Collected data:
* * * * * * * * *
//! tidemark - snapshot visibility and checkpoint scheduling for a
//! page-cache-backed storage engine.
//!
//! # Architecture
//! ```text
//! ┌─────────────────────────────────────────────────────────────────┐
//! │                            tidemark                             │
//! ├─────────────────────────────────────────────────────────────────┤
//! │  ┌─────────────────────────────────────────────────────────┐   │
//! │  │            Page Access Layer (buffer/)                   │   │
//! │  │   CursorContextFactory → CursorContext → PageCacheStats  │   │
//! │  └─────────────────────────────────────────────────────────┘   │
//! │                              ↓                                  │
//! │  ┌─────────────────────────────────────────────────────────┐   │
//! │  │           Visibility Layer (concurrency/)                │   │
//! │  │  ClosedTransactionTracker → Snapshot → VersionContext    │   │
//! │  └─────────────────────────────────────────────────────────┘   │
//! │                                                                 │
//! │  ┌─────────────────────────────────────────────────────────┐   │
//! │  │            Durability Layer (checkpoint/)                │   │
//! │  │   CheckpointScheduler polls CheckpointThreshold          │   │
//! │  │   ┌─────────────────────────────────────────────────┐   │   │
//! │  │   │  Policies: Continuous | Volumetric | Periodic   │   │   │
//! │  │   └─────────────────────────────────────────────────┘   │   │
//! │  └─────────────────────────────────────────────────────────┘   │
//! │                              ↓                                  │
//! │  ┌─────────────────────────────────────────────────────────┐   │
//! │  │             I/O Control (io/)                            │   │
//! │  │   IoLimiter (100 ms quantums) + RushGuard + IoClock      │   │
//! │  └─────────────────────────────────────────────────────────┘   │
//! └─────────────────────────────────────────────────────────────────┘
//! ```
//!
//! # Modules
//! - [`common`] - Shared primitives (Error, Settings, constants)
//! - [`concurrency`] - Transaction snapshots and version contexts
//! - [`buffer`] - Cursor contexts and page access statistics
//! - [`checkpoint`] - Checkpoint thresholds and scheduler
//! - [`io`] - Checkpoint I/O limiting
//!
//! # Quick Start
//! ```
//! use std::sync::Arc;
//! use tidemark::buffer::{CursorContextFactory, PageCacheStats};
//! use tidemark::concurrency::{ClosedTransactionTracker, VersionContextSupplier};
//!
//! let tracker = Arc::new(ClosedTransactionTracker::new(1));
//! let factory = CursorContextFactory::new(
//!     Arc::new(PageCacheStats::new()),
//!     VersionContextSupplier::new(tracker.clone()),
//! );
//!
//! // A writer commits transaction 2
//! let tx_id = tracker.next_committing_tx_id();
//! let writer = factory.create("commit");
//! writer.version_context().init_write(tx_id);
//! tracker.transaction_closed(tx_id);
//!
//! // A reader now sees it
//! let reader = factory.create("read");
//! reader.version_context().init_read();
//! assert_eq!(reader.version_context().last_closed_transaction_id(), tx_id);
//! ```

pub mod buffer;
pub mod checkpoint;
pub mod common;
pub mod concurrency;
pub mod io;

pub use common::{Error, Result, Settings};

pub use buffer::{CursorContext, CursorContextFactory, PageCacheStats, StatsSnapshot};
pub use checkpoint::{CheckpointScheduler, CheckpointThreshold};
pub use concurrency::{
    ClosedTransactionTracker, TransactionIdSnapshot, VersionContext, VersionContextSupplier,
};
pub use io::{IoLimiter, RushGuard, INITIAL_STAMP};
* * * * * * * * *
> DESCRIPTION OF THE TASK:
Write all the data out again, word for word.

> WRITTEN ANSWER:
//! tidemark - snapshot visibility and checkpoint scheduling for a
//! page-cache-backed storage engine.
//!
//! # Architecture
//! ```text
//! ┌─────────────────────────────────────────────────────────────────┐
//! │                            tidemark                             │
//! ├─────────────────────────────────────────────────────────────────┤
//! │  ┌─────────────────────────────────────────────────────────┐   │
//! │  │            Page Access Layer (buffer/)                   │   │
//! │  │   CursorContextFactory → CursorContext → PageCacheStats  │   │
//! │  └─────────────────────────────────────────────────────────┘   │
//! │                              ↓                                  │
//! │  ┌─────────────────────────────────────────────────────────┐   │
//! │  │           Visibility Layer (concurrency/)                │   │
//! │  │  ClosedTransactionTracker → Snapshot → VersionContext    │   │
//! │  └─────────────────────────────────────────────────────────┘   │
//! │                                                                 │
//! │  ┌─────────────────────────────────────────────────────────┐   │
//! │  │            Durability Layer (checkpoint/)                │   │
//! │  │   CheckpointScheduler polls CheckpointThreshold          │   │
//! │  │   ┌─────────────────────────────────────────────────┐   │   │
//! │  │   │  Policies: Continuous | Volumetric | Periodic   │   │   │
//! │  │   └─────────────────────────────────────────────────┘   │   │
//! │  └─────────────────────────────────────────────────────────┘   │
//! │                              ↓                                  │
//! │  ┌─────────────────────────────────────────────────────────┐   │
//! │  │             I/O Control (io/)                            │   │
//! │  │   IoLimiter (100 ms quantums) + RushGuard + IoClock      │   │
//! │  └─────────────────────────────────────────────────────────┘   │
//! └─────────────────────────────────────────────────────────────────┘
//! ```
//!
//! # Modules
//! - [`common`] - Shared primitives (Error, Settings, constants)
//! - [`concurrency`] - Transaction snapshots and version contexts
//! - [`buffer`] - Cursor contexts and page access statistics
//! - [`checkpoint`] - Checkpoint thresholds and scheduler
//! - [`io`] - Checkpoint I/O limiting
//!
//! # Quick Start
//! ```
//! use std::sync::Arc;
//! use tidemark::buffer::{CursorContextFactory, PageCacheStats};
//! use tidemark::concurrency::{ClosedTransactionTracker, VersionContextSupplier};
//!
//! let tracker = Arc::new(ClosedTransactionTracker::new(1));
//! let factory = CursorContextFactory::new(
//!     Arc::new(PageCacheStats::new()),
//!     VersionContextSupplier::new(tracker.clone()),
//! );
//!
//! // A writer commits transaction 2
//! let tx_id = tracker.next_committing_tx_id();
//! let writer = factory.create("commit");
//! writer.version_context().init_write(tx_id);
//! tracker.transaction_closed(tx_id);
//!
//! // A reader now sees it
//! let reader = factory.create("read");
//! reader.version_context().init_read();
//! assert_eq!(reader.version_context().last_closed_transaction_id(), tx_id);
//! ```

pub mod buffer;
pub mod checkpoint;
pub mod common;
pub mod concurrency;
pub mod io;

pub use common::{Error, Result, Settings};

pub use buffer::{CursorContext, CursorContextFactory, PageCacheStats, StatsSnapshot};
pub use checkpoint::{CheckpointScheduler, CheckpointThreshold};
pub use concurrency::{
    ClosedTransactionTracker, TransactionIdSnapshot, VersionContext, VersionContextSupplier,
};
pub use io::{IoLimiter, RushGuard, INITIAL_STAMP};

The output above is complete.